Saved entries:
----

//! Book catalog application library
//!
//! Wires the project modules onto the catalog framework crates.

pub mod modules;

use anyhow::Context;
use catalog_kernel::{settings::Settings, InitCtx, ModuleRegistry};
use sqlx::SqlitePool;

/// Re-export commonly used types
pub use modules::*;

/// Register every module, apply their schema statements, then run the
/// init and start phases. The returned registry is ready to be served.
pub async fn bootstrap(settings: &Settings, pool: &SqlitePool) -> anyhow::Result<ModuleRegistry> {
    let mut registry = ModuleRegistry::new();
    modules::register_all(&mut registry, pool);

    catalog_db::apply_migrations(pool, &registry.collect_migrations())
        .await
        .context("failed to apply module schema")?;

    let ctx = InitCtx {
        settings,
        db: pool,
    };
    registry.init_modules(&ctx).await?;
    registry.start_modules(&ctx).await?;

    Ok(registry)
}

----

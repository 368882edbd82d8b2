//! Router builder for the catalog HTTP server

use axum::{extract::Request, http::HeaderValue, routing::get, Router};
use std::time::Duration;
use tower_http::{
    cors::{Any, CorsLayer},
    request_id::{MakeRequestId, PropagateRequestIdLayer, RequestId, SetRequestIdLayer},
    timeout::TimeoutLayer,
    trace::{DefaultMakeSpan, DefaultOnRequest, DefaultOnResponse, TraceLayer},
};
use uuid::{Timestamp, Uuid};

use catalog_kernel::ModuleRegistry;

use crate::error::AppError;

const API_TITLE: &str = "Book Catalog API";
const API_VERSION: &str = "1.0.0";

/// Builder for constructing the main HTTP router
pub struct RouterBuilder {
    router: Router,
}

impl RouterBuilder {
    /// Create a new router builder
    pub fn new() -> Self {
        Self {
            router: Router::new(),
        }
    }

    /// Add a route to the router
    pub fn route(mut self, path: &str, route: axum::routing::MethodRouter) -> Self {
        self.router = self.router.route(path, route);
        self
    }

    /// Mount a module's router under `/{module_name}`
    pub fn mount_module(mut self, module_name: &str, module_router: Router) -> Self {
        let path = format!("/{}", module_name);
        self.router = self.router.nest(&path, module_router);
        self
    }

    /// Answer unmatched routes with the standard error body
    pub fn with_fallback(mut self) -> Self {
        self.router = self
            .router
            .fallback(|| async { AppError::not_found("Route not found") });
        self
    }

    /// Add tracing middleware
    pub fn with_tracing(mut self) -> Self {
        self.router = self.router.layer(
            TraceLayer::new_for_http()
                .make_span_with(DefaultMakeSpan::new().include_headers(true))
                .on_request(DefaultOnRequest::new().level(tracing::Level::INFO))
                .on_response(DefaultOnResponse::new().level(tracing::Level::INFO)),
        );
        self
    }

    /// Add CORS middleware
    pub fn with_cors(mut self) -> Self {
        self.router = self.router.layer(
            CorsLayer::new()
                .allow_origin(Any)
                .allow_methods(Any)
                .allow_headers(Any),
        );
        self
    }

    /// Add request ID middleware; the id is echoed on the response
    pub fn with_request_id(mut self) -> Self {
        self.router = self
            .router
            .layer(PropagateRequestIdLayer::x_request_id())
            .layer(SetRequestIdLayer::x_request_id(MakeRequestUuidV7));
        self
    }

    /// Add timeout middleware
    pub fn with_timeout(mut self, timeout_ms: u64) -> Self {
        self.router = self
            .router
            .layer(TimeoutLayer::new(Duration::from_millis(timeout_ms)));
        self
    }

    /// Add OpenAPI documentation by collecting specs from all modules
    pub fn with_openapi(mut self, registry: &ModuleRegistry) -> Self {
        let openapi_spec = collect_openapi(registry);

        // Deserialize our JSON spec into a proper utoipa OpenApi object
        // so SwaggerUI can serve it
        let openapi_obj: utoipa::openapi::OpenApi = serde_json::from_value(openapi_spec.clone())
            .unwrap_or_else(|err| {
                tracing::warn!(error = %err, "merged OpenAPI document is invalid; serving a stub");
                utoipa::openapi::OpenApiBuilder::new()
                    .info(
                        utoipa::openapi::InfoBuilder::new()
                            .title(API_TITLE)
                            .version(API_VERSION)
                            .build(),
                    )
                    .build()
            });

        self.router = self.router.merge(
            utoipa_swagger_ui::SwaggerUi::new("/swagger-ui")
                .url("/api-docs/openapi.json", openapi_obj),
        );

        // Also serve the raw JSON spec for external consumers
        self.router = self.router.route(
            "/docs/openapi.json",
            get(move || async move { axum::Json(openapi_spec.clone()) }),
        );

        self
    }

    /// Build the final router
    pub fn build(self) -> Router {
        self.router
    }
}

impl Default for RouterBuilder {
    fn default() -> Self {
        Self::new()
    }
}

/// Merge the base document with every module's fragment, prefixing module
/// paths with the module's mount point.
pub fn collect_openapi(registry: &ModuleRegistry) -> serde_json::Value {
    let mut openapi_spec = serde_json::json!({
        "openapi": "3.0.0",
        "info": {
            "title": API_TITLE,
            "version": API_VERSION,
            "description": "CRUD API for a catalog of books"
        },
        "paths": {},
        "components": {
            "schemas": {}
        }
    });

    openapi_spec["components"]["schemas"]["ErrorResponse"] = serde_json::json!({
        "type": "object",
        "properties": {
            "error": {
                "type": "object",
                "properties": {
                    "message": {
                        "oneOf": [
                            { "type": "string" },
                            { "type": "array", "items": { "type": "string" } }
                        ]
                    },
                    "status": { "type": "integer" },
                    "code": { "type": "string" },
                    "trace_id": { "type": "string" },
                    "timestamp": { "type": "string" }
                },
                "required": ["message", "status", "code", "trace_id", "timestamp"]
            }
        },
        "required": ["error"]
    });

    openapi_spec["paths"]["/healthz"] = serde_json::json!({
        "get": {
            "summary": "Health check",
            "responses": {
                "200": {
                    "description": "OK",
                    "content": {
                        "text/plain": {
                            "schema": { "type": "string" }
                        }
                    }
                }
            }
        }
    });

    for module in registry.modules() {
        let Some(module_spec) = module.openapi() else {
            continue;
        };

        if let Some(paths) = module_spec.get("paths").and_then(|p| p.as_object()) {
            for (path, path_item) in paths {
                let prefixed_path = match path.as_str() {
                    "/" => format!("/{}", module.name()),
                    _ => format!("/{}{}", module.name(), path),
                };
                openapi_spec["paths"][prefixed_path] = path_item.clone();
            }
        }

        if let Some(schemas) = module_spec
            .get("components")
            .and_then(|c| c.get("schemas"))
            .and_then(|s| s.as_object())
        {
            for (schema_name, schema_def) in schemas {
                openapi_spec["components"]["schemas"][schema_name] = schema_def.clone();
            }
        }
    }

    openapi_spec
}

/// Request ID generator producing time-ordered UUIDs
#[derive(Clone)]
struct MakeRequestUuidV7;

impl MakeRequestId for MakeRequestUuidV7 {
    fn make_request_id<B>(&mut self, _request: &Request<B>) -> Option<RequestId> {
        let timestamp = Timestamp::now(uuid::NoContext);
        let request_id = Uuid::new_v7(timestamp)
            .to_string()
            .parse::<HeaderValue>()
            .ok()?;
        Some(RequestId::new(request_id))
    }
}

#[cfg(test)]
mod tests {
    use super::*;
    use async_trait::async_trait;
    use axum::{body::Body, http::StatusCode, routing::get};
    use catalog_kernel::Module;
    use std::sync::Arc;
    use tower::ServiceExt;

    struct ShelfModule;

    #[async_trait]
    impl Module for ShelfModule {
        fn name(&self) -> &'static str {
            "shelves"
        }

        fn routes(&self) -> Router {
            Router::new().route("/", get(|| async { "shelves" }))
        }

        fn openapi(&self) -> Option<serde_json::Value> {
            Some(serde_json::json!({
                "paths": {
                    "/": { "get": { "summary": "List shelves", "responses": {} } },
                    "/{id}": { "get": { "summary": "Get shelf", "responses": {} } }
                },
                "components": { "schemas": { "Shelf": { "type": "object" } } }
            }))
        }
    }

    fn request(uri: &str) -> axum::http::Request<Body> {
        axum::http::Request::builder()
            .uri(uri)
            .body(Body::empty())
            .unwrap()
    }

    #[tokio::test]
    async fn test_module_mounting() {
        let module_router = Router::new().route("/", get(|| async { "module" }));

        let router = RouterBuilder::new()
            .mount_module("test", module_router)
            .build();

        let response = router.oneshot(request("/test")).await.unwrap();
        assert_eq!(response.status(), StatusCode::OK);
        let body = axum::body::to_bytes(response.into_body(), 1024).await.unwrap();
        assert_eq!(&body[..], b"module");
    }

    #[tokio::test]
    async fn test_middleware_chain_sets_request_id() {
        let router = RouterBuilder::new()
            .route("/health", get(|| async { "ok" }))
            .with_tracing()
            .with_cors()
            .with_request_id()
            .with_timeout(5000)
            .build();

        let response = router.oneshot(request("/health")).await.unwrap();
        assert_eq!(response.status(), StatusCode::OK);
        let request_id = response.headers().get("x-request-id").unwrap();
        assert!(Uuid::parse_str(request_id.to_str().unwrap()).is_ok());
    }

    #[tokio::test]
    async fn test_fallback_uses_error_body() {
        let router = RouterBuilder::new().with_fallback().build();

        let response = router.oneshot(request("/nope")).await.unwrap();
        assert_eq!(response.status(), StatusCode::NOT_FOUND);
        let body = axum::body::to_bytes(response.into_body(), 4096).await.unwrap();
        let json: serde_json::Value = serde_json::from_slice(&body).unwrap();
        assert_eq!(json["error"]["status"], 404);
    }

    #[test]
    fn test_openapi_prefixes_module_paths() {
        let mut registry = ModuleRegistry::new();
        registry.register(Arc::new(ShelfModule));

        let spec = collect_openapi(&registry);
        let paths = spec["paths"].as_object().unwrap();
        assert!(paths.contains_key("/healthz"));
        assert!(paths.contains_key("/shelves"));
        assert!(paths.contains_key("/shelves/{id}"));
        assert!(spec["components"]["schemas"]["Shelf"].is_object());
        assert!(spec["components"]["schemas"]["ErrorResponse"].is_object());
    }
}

----

▶ _Try it_
Tally the lines in the records above that hold the word "axum", and give only that number.

▶ _Written solution_
8